§ Directions: What is the number of lines below that include "INFINITY"? Give that number alone.

§ Dataset items:
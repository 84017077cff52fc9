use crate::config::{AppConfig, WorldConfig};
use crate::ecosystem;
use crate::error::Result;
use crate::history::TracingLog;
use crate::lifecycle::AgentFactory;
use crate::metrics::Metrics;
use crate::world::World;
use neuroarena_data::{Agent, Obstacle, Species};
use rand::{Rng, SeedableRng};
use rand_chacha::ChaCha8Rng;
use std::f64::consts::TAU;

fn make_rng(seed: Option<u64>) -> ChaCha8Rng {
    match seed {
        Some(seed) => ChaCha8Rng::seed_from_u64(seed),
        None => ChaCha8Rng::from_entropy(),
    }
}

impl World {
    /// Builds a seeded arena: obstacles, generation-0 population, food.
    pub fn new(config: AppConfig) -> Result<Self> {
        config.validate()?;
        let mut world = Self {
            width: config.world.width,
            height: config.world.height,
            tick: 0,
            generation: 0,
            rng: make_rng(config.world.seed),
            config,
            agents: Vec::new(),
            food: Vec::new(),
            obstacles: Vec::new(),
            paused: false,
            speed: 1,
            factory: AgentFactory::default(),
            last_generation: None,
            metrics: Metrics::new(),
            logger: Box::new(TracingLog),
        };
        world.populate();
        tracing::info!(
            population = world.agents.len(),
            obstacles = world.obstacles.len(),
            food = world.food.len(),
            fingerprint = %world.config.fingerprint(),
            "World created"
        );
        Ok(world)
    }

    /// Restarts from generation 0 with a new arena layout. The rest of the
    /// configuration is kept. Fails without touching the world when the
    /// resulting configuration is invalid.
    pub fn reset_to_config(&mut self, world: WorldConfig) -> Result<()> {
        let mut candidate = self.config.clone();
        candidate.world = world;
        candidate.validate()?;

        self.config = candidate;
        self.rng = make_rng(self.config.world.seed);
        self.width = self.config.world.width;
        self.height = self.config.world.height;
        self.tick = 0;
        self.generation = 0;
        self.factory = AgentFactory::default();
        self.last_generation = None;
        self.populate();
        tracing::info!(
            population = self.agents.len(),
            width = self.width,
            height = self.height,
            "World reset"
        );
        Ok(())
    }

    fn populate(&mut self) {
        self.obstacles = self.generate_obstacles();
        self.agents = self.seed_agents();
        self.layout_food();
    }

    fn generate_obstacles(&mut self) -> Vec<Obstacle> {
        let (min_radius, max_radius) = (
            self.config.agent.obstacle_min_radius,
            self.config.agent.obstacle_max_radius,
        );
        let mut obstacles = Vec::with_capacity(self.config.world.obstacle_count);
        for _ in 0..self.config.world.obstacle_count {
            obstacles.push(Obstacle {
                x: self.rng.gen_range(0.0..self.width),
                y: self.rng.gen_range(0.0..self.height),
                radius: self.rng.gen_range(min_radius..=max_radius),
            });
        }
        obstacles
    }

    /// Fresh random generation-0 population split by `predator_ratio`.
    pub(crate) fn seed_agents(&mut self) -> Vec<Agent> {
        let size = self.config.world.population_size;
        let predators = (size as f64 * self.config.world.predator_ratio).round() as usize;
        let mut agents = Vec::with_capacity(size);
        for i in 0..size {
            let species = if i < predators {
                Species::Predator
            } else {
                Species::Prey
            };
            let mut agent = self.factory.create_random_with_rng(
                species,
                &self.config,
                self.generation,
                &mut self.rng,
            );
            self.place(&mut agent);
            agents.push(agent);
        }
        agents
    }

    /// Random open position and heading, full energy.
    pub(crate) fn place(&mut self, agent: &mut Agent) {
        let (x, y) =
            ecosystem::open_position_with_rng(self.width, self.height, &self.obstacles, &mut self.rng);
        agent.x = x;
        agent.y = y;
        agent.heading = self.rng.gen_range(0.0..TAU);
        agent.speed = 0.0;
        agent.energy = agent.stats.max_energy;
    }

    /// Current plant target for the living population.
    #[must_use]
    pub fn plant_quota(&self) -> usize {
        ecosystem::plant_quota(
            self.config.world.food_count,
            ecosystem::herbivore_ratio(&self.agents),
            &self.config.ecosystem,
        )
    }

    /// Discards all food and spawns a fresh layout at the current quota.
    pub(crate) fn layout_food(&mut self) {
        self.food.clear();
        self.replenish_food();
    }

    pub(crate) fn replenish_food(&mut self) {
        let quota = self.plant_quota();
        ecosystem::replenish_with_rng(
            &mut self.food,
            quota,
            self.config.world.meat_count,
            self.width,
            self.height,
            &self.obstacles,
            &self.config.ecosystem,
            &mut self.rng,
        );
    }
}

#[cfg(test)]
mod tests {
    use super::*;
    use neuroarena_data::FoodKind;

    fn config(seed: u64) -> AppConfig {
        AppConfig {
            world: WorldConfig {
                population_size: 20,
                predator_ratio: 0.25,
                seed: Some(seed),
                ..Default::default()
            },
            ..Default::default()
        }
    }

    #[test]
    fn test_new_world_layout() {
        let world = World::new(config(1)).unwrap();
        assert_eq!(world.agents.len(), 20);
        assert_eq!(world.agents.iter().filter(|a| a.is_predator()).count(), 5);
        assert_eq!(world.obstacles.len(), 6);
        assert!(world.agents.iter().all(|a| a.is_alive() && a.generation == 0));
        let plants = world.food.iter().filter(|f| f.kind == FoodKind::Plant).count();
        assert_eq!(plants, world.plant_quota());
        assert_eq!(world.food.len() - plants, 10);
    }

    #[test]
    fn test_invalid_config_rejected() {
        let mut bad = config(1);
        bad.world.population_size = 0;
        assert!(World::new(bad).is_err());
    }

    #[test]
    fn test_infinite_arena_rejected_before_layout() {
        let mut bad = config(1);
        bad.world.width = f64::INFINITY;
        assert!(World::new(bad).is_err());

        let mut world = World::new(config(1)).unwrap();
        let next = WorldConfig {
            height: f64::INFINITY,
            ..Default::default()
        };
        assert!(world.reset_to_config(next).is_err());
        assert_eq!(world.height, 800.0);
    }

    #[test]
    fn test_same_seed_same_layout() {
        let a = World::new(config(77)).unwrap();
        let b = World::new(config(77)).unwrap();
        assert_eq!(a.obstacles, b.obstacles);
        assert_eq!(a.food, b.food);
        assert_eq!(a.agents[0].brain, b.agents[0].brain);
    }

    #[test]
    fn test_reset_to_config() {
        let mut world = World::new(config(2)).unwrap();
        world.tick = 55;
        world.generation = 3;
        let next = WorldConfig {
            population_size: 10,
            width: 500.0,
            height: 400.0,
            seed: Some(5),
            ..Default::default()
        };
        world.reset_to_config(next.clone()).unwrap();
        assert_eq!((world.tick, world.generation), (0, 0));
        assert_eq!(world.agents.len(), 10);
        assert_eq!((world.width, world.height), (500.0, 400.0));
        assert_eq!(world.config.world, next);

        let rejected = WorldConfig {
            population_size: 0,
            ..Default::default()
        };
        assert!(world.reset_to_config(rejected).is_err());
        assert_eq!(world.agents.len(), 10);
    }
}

§ Answer to the exercise: 2